= Work required =
Please repeat, from the entries that follow, the lines from the one containing "self.resident.contains(&index)" through the one containing "Resident indices, ascending." exactly, adding nothing.
Content starts
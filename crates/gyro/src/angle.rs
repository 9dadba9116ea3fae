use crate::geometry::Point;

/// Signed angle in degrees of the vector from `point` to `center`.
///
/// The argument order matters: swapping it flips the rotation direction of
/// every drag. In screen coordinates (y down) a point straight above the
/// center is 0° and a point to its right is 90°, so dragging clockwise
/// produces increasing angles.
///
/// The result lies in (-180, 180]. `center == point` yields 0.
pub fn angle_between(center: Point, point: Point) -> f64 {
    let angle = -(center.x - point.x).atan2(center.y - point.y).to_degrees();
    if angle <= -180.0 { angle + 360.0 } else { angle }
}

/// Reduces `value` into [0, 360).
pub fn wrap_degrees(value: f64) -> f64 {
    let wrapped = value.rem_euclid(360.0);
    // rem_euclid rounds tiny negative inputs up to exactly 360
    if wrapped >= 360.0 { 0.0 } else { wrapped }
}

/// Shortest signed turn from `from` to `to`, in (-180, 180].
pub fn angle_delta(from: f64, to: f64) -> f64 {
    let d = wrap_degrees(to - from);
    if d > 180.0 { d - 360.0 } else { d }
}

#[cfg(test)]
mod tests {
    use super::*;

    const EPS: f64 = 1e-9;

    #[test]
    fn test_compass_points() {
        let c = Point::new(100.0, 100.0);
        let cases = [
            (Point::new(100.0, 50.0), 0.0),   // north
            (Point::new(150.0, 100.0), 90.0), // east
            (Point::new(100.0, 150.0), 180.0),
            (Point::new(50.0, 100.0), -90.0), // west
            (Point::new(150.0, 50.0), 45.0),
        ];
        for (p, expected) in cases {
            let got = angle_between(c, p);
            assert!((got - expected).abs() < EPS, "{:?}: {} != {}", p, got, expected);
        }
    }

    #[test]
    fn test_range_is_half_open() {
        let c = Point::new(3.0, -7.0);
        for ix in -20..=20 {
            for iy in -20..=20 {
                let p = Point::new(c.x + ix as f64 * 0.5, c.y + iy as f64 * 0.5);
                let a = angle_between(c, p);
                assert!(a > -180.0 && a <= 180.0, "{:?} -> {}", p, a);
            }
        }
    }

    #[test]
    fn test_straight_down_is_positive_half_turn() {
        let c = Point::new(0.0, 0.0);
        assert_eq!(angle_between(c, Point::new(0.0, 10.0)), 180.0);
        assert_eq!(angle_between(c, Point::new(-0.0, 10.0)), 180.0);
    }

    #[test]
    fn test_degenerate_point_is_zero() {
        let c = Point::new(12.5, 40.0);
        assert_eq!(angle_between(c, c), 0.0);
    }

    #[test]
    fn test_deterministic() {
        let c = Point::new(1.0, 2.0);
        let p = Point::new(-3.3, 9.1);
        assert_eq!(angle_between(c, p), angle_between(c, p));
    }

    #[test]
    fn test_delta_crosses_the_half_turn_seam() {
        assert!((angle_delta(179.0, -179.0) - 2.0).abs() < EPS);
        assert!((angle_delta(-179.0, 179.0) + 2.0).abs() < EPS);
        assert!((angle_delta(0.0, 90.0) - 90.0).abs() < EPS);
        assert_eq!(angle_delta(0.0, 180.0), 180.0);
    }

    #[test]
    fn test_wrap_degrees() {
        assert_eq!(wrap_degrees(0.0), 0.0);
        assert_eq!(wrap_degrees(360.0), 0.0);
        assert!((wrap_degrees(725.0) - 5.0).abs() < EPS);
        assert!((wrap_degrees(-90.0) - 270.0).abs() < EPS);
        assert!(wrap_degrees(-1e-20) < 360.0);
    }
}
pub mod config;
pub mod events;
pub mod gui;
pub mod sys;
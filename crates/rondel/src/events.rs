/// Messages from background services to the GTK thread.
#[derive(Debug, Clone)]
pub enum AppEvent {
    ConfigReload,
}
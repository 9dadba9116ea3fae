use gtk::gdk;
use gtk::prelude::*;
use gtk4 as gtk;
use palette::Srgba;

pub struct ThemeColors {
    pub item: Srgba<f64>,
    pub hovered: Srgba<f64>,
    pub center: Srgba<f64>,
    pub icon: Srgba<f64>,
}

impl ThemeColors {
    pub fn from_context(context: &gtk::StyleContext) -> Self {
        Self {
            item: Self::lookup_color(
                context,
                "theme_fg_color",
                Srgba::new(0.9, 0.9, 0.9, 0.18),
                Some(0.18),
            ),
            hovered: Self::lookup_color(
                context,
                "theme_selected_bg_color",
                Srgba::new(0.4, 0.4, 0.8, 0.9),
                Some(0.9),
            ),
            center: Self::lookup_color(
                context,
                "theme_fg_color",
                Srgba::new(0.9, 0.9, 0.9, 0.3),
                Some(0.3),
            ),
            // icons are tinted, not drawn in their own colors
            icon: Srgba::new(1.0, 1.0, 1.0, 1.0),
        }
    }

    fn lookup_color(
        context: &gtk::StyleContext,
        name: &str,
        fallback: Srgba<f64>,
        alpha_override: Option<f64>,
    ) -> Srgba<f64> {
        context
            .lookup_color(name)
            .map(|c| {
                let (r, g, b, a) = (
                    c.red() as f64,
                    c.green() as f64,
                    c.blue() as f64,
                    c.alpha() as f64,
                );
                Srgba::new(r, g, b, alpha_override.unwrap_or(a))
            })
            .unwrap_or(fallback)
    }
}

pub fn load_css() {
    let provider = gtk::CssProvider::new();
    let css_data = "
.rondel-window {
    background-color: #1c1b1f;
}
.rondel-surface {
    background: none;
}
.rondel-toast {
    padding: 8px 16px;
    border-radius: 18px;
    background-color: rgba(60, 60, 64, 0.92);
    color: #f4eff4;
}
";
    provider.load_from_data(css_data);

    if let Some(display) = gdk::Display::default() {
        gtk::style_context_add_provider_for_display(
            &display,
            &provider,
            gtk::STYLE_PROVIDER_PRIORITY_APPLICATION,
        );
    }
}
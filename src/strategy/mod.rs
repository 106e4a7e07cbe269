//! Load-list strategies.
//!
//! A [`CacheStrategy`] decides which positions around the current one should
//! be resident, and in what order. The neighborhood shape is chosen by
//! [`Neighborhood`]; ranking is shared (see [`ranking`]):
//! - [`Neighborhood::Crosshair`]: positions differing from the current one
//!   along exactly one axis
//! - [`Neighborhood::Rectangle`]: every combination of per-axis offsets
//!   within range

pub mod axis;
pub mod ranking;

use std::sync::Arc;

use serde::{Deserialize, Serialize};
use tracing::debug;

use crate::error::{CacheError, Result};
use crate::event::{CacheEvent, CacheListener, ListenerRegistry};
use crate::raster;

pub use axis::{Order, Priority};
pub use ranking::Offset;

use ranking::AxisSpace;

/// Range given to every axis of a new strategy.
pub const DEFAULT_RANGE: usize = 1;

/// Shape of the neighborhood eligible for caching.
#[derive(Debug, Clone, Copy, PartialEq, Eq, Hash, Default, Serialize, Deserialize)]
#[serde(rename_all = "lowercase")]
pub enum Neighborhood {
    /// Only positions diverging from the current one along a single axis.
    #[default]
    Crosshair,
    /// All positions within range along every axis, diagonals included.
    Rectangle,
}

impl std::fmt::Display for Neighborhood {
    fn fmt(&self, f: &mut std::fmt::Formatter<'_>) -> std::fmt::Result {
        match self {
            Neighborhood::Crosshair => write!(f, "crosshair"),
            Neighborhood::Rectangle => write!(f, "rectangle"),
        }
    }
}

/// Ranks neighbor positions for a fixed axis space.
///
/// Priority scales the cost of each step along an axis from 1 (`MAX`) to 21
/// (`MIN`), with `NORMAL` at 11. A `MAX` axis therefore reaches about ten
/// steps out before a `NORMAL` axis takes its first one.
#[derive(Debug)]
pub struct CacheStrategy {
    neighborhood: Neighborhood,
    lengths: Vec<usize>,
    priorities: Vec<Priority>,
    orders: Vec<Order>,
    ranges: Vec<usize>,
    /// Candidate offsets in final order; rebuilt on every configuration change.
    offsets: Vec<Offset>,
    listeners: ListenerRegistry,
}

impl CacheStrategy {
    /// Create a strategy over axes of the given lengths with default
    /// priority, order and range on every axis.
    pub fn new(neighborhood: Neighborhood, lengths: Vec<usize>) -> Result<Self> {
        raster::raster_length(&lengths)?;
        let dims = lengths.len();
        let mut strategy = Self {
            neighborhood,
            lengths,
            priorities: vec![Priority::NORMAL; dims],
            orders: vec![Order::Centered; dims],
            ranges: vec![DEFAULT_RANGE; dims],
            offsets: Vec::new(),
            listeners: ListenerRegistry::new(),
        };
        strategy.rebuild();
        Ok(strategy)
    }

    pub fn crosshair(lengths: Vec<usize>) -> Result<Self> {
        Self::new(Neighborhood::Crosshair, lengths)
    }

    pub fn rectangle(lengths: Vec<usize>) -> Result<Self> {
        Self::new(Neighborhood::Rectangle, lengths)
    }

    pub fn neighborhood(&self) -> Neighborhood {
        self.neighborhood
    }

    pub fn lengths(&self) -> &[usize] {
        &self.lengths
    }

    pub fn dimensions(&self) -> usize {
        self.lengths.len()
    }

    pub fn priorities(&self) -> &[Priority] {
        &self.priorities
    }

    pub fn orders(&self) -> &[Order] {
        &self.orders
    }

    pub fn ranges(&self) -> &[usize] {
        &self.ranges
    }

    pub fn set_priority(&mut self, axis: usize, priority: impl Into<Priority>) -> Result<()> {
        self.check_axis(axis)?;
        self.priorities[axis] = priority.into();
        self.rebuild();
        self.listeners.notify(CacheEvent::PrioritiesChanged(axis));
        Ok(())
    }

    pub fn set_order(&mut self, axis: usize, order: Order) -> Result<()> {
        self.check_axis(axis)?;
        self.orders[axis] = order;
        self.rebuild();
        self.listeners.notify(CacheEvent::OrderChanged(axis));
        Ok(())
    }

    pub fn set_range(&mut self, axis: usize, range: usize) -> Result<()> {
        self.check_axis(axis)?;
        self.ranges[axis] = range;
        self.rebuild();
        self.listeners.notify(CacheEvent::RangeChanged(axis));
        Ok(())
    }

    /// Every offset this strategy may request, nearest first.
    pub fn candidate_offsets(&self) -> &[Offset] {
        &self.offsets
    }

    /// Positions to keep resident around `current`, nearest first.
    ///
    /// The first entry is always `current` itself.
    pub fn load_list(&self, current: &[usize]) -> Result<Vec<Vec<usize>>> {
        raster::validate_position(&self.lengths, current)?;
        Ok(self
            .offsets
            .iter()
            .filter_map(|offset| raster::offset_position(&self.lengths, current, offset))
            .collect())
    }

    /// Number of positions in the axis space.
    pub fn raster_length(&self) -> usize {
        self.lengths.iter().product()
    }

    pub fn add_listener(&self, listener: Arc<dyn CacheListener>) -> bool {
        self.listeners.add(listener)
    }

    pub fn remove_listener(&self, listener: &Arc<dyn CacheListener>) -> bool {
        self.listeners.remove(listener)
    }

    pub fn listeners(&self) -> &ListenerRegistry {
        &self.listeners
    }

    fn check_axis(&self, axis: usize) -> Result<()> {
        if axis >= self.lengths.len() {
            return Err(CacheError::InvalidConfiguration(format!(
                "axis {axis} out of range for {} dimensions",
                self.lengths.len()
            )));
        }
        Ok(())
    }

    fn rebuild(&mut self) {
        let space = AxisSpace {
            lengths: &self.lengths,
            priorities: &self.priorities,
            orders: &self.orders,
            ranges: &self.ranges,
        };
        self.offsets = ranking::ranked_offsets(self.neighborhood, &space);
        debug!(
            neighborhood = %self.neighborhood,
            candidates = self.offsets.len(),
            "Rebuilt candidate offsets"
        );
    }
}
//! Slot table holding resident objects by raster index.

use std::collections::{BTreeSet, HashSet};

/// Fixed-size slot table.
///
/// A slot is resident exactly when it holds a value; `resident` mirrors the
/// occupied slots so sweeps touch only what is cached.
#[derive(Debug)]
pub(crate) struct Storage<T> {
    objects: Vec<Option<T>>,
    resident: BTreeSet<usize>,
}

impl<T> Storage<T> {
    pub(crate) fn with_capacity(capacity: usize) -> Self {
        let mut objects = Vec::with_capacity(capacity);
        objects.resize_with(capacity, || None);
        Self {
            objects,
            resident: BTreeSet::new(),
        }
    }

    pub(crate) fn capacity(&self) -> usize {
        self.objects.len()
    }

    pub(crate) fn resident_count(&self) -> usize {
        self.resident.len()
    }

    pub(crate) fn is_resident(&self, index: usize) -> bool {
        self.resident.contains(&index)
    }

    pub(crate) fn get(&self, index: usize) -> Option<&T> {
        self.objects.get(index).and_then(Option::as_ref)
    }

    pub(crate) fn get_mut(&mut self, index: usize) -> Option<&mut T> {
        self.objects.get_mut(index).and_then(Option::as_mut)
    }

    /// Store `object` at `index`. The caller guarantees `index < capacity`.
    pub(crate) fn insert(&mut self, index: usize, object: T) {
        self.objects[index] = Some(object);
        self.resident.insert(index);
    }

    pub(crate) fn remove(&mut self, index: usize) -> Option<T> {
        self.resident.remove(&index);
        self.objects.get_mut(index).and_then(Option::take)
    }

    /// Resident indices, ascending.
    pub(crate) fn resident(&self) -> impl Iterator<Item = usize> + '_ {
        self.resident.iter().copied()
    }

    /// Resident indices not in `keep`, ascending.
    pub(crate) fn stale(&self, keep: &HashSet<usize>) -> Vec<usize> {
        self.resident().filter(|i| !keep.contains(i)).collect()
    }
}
Content ends
= Response area =
        self.resident.contains(&index)
    }

    pub(crate) fn get(&self, index: usize) -> Option<&T> {
        self.objects.get(index).and_then(Option::as_ref)
    }

    pub(crate) fn get_mut(&mut self, index: usize) -> Option<&mut T> {
        self.objects.get_mut(index).and_then(Option::as_mut)
    }

    /// Store `object` at `index`. The caller guarantees `index < capacity`.
    pub(crate) fn insert(&mut self, index: usize, object: T) {
        self.objects[index] = Some(object);
        self.resident.insert(index);
    }

    pub(crate) fn remove(&mut self, index: usize) -> Option<T> {
        self.resident.remove(&index);
        self.objects.get_mut(index).and_then(Option::take)
    }

    /// Resident indices, ascending.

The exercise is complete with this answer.